Tally every line of the listing where the string "last" is found, and state the total alone.
==============================
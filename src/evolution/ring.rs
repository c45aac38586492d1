//! Ring network of parallel workers.
//!
//! Every worker evolves its own population on its own thread. After each new best it
//! publishes a snapshot into its slot of the shared `RingContext`, and one of its
//! breeding strategies reads the slot of its successor `(i + 1) % K`. A single flag
//! ends the run for everybody once one worker is done.

use crate::config::EngineConfig;
use crate::evolution::breeder::{Worker, WorkerReport};
use crate::evolution::{EngineError, OrganismModel, RunOutcome};
use crate::rng::Prng;
use log::{info, warn};
use parking_lot::RwLock;
use rayon::prelude::*;
use rayon::ThreadPoolBuilder;
use std::any::Any;
use std::panic::{self, AssertUnwindSafe};
use std::sync::atomic::{AtomicBool, Ordering};
use std::sync::Arc;
use std::time::{Duration, Instant};

/// The best organism a worker has published so far.
///
/// Only the owning worker writes; any worker may take a snapshot. Replacing the
/// content drops the previous `Arc`, freeing that organism once the last reader
/// lets go of it.
pub struct SharedSlot<O> {
    best: RwLock<Option<Arc<O>>>,
}

impl<O> SharedSlot<O> {
    fn new() -> Self {
        Self {
            best: RwLock::new(None),
        }
    }

    fn publish(&self, organism: O) {
        let fresh = Arc::new(organism);
        let previous = self.best.write().replace(fresh);
        // dropped outside the lock
        drop(previous);
    }

    fn snapshot(&self) -> Option<Arc<O>> {
        self.best.read().clone()
    }
}

/// State shared by all workers of one ring run, created per run and dropped after
/// every worker joined.
pub struct RingContext<O> {
    slots: Vec<SharedSlot<O>>,
    finished: AtomicBool,
}

impl<O> RingContext<O> {
    pub fn new(workers: usize) -> Self {
        Self {
            slots: (0..workers).map(|_| SharedSlot::new()).collect(),
            finished: AtomicBool::new(false),
        }
    }

    pub fn workers(&self) -> usize {
        self.slots.len()
    }

    /// The view of the ring handed to worker `worker`
    pub fn link(&self, worker: usize) -> RingLink<'_, O> {
        RingLink {
            context: self,
            own: worker,
            neighbor: (worker + 1) % self.slots.len(),
        }
    }

    pub fn is_finished(&self) -> bool {
        self.finished.load(Ordering::Acquire)
    }

    pub fn signal_finished(&self) {
        self.finished.store(true, Ordering::Release);
    }
}

/// A worker's handle on the ring: writes its own slot, reads its neighbor's.
pub struct RingLink<'a, O> {
    context: &'a RingContext<O>,
    own: usize,
    neighbor: usize,
}

impl<'a, O> RingLink<'a, O> {
    pub fn publish(&self, organism: O) {
        self.context.slots[self.own].publish(organism);
    }

    pub fn neighbor_best(&self) -> Option<Arc<O>> {
        self.context.slots[self.neighbor].snapshot()
    }

    pub fn neighbor(&self) -> usize {
        self.neighbor
    }

    pub fn is_finished(&self) -> bool {
        self.context.is_finished()
    }

    pub fn signal_finished(&self) {
        self.context.signal_finished();
    }
}

/// Runs `workers` breeding loops in parallel and reduces them to one winner.
///
/// Each worker gets a dedicated thread of a pool sized to the ring, so no worker
/// waits for another to start. A worker failure raises the shared flag so the others
/// wind down; the failure is reported only after every worker has returned.
///
/// # Arguments
/// * `model` - The organism model shared by every worker
/// * `config` - The run configuration, already validated
/// * `base_seed` - Seed from which every worker stream is derived
/// * `time_budget` - Wall-clock budget of each worker, `None` for unbounded
/// * `workers` - Ring size, at least 2
///
/// # Returns
/// * `Result<RunOutcome, EngineError>` - The best organism across workers and the
///   summed generation count, or `EngineError::Ring` if any worker failed
pub fn run_ring<M: OrganismModel>(
    model: &M,
    config: &EngineConfig,
    base_seed: u64,
    time_budget: Option<Duration>,
    workers: usize,
) -> Result<RunOutcome<M::Organism>, EngineError> {
    if workers < 2 {
        return Err(EngineError::RingTooSmall(workers));
    }
    config.validate()?;

    let started = Instant::now();
    info!(
        "Starting ring of {} workers, population {} each",
        workers, config.population_size
    );

    let context = RingContext::new(workers);
    let pool = ThreadPoolBuilder::new()
        .num_threads(context.workers())
        .thread_name(|i| format!("ring-worker-{}", i))
        .build()?;

    let results: Vec<Result<WorkerReport<M::Organism>, EngineError>> = pool.install(|| {
        (0..context.workers())
            .into_par_iter()
            .with_max_len(1)
            .map(|index| run_ring_worker(model, config, &context, base_seed, index, time_budget))
            .collect()
    });

    let mut reports = Vec::with_capacity(workers);
    let mut failures = Vec::new();
    for result in results {
        match result {
            Ok(report) => reports.push(report),
            Err(e) => failures.push(e),
        }
    }
    let failed = failures.len();
    if let Some(first) = failures.into_iter().next() {
        return Err(EngineError::Ring {
            failed,
            workers,
            first: Box::new(first),
        });
    }

    let generations: usize = reports.iter().map(|r| r.generations).sum();
    // strictly greater, so ties go to the lowest worker index
    let winner = reports
        .into_iter()
        .reduce(|best, next| if next.score > best.score { next } else { best })
        .ok_or(EngineError::RingTooSmall(workers))?;

    let elapsed = started.elapsed();
    info!(
        "Done in {}ms and {} generations (worker {} won with {:.4})",
        elapsed.as_millis(),
        generations,
        winner.worker,
        winner.score
    );

    Ok(RunOutcome {
        best: winner.best,
        score: winner.score,
        generations,
        elapsed,
    })
}

fn run_ring_worker<M: OrganismModel>(
    model: &M,
    config: &EngineConfig,
    context: &RingContext<M::Organism>,
    base_seed: u64,
    index: usize,
    time_budget: Option<Duration>,
) -> Result<WorkerReport<M::Organism>, EngineError> {
    let outcome = panic::catch_unwind(AssertUnwindSafe(|| {
        let rng = Prng::for_worker(config.rng, base_seed, index);
        Worker::new(model, config, index, rng, Some(context.link(index)))?.run(time_budget)
    }));

    let result = match outcome {
        Ok(result) => result,
        Err(payload) => Err(EngineError::WorkerPanicked {
            worker: index,
            message: panic_message(payload.as_ref()),
        }),
    };

    if let Err(e) = &result {
        warn!("Ring worker {} failed, stopping the ring: {}", index, e);
        context.signal_finished();
    }
    result
}

fn panic_message(payload: &(dyn Any + Send)) -> String {
    if let Some(message) = payload.downcast_ref::<&str>() {
        (*message).to_string()
    } else if let Some(message) = payload.downcast_ref::<String>() {
        message.clone()
    } else {
        "unknown panic".to_string()
    }
}

#[cfg(test)]
mod tests {
    use super::*;
    use crate::evolution::breeder::StopReason;
    use crate::evolution::{ModelResult, OrganismModel};
    use crate::rng::RngKind;
    use std::thread;

    /// Every child beats its best parent by one; only worker 0 may accept.
    struct Climber {
        goal: f64,
    }

    impl OrganismModel for Climber {
        type Organism = f64;

        fn generate(&self, index: usize, _rng: &mut Prng) -> ModelResult<f64> {
            Ok(index as f64)
        }

        fn breed(&self, a: &f64, b: &f64, child: &mut f64, _rng: &mut Prng) -> ModelResult<()> {
            *child = a.max(*b) + 1.0;
            Ok(())
        }

        fn score(&self, organism: &f64, _worker: usize, _rng: &mut Prng) -> ModelResult<f64> {
            Ok(*organism)
        }

        fn accept(&self, _o: &f64, score: f64, _g: usize, worker: usize, _rng: &mut Prng) -> ModelResult<bool> {
            Ok(worker == 0 && score >= self.goal)
        }
    }

    fn run_workers(model: &Climber, context: &RingContext<f64>) -> Vec<WorkerReport<f64>> {
        let config = EngineConfig {
            population_size: 10,
            ..EngineConfig::default()
        };
        thread::scope(|scope| {
            let handles: Vec<_> = (0..context.workers())
                .map(|index| {
                    let config = &config;
                    scope.spawn(move || {
                        let rng = Prng::for_worker(RngKind::Lcg, 99, index);
                        Worker::new(model, config, index, rng, Some(context.link(index)))
                            .unwrap()
                            .run(None)
                            .unwrap()
                    })
                })
                .collect();
            handles.into_iter().map(|h| h.join().unwrap()).collect()
        })
    }

    #[test]
    fn test_peers_stop_once_worker_zero_accepts() {
        let model = Climber { goal: 60.0 };
        let context = RingContext::new(4);
        let reports = run_workers(&model, &context);

        assert_eq!(reports[0].stop, StopReason::Accepted);
        assert!(reports[0].score >= 60.0);
        for report in &reports[1..] {
            assert_eq!(report.stop, StopReason::RingFinished, "worker {}", report.worker);
        }
        assert!(context.is_finished());
        // the last worker's neighbor is worker 0, whose slot holds its final best
        let published = context.link(3).neighbor_best().unwrap();
        assert_eq!(*published, reports[0].best);
    }

    #[test]
    fn test_initial_accept_also_stops_peers() {
        // worker 0 accepts its freshly generated population
        let model = Climber { goal: 0.0 };
        let context = RingContext::new(3);
        let reports = run_workers(&model, &context);

        assert_eq!(reports[0].stop, StopReason::Accepted);
        assert_eq!(reports[0].generations, 0);
        for report in &reports[1..] {
            assert_eq!(report.stop, StopReason::RingFinished);
        }
    }

    #[test]
    fn test_links_point_to_successor() {
        let context: RingContext<u32> = RingContext::new(4);
        assert_eq!(context.workers(), 4);
        assert_eq!(context.link(0).neighbor(), 1);
        assert_eq!(context.link(2).neighbor(), 3);
        assert_eq!(context.link(3).neighbor(), 0);
    }

    #[test]
    fn test_neighbor_reads_latest_publish() {
        let context: RingContext<String> = RingContext::new(3);
        let reader = context.link(0);
        let writer = context.link(1);

        assert!(reader.neighbor_best().is_none());
        writer.publish("first".to_string());
        let held = reader.neighbor_best().unwrap();
        writer.publish("second".to_string());

        // an older snapshot stays valid after the slot moved on
        assert_eq!(held.as_str(), "first");
        assert_eq!(reader.neighbor_best().unwrap().as_str(), "second");
        // worker 2 reads worker 0, which never published
        assert!(context.link(2).neighbor_best().is_none());
    }

    #[test]
    fn test_replaced_organism_is_released() {
        let context: RingContext<Vec<u8>> = RingContext::new(2);
        let link = context.link(0);
        link.publish(vec![1, 2, 3]);
        let snapshot = context.link(1).neighbor_best().unwrap();
        assert_eq!(Arc::strong_count(&snapshot), 2);

        link.publish(vec![4]);
        assert_eq!(Arc::strong_count(&snapshot), 1);
    }

    #[test]
    fn test_finish_flag_is_shared_and_sticky() {
        let context: RingContext<u8> = RingContext::new(3);
        assert!(!context.link(2).is_finished());
        context.link(1).signal_finished();
        for worker in 0..3 {
            assert!(context.link(worker).is_finished());
        }
        context.link(0).signal_finished();
        assert!(context.is_finished());
    }

    #[test]
    fn test_panic_message_extraction() {
        let payload: Box<dyn Any + Send> = Box::new("boom");
        assert_eq!(panic_message(payload.as_ref()), "boom");
        let payload: Box<dyn Any + Send> = Box::new(String::from("bang"));
        assert_eq!(panic_message(payload.as_ref()), "bang");
        let payload: Box<dyn Any + Send> = Box::new(7u8);
        assert_eq!(panic_message(payload.as_ref()), "unknown panic");
    }
}
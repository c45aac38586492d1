use genetic_ai::config::Config;
use genetic_ai::evolution::Engine;
use genetic_ai::target::TargetStringModel;
use std::path::Path;
use std::process;

fn main() {
    env_logger::init();
    log::info!("Booting genetic-ai...");

    // 1. Load and Validate Configuration
    let config = match Config::load(Path::new("config.toml")) {
        Ok(c) => c,
        Err(e) => {
            log::error!("Failed to load configuration: {}", e);
            process::exit(1);
        }
    };

    if let Err(e) = config.validate() {
        log::error!("Invalid configuration: {}", e);
        process::exit(1);
    }
    log::info!("Configuration loaded and validated.");

    // 2. Build the model and the engine
    let model = match TargetStringModel::from_config(&config.target) {
        Ok(m) => m,
        Err(e) => {
            log::error!("Failed to build the target model: {}", e);
            process::exit(1);
        }
    };
    let engine = match Engine::new(model, config.engine.clone()) {
        Ok(engine) => engine,
        Err(e) => {
            log::error!("Failed to create the engine: {}", e);
            process::exit(1);
        }
    };

    log::debug!("Engine configuration: {:?}", engine.config());

    // 3. Evolve
    log::info!(
        "--- Evolving toward '{}' ---",
        String::from_utf8_lossy(engine.model().target())
    );
    let outcome = match engine.run_many(engine.config().time_budget(), engine.config().workers) {
        Ok(outcome) => outcome,
        Err(e) => {
            log::error!("Evolution failed: {}", e);
            process::exit(1);
        }
    };

    println!(
        "Best: {} (score {:.1}) after {} generations in {}ms",
        String::from_utf8_lossy(&outcome.best),
        outcome.score,
        outcome.generations,
        outcome.elapsed.as_millis()
    );
}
==============================
* _OUTPUT OF THE TASK_: 2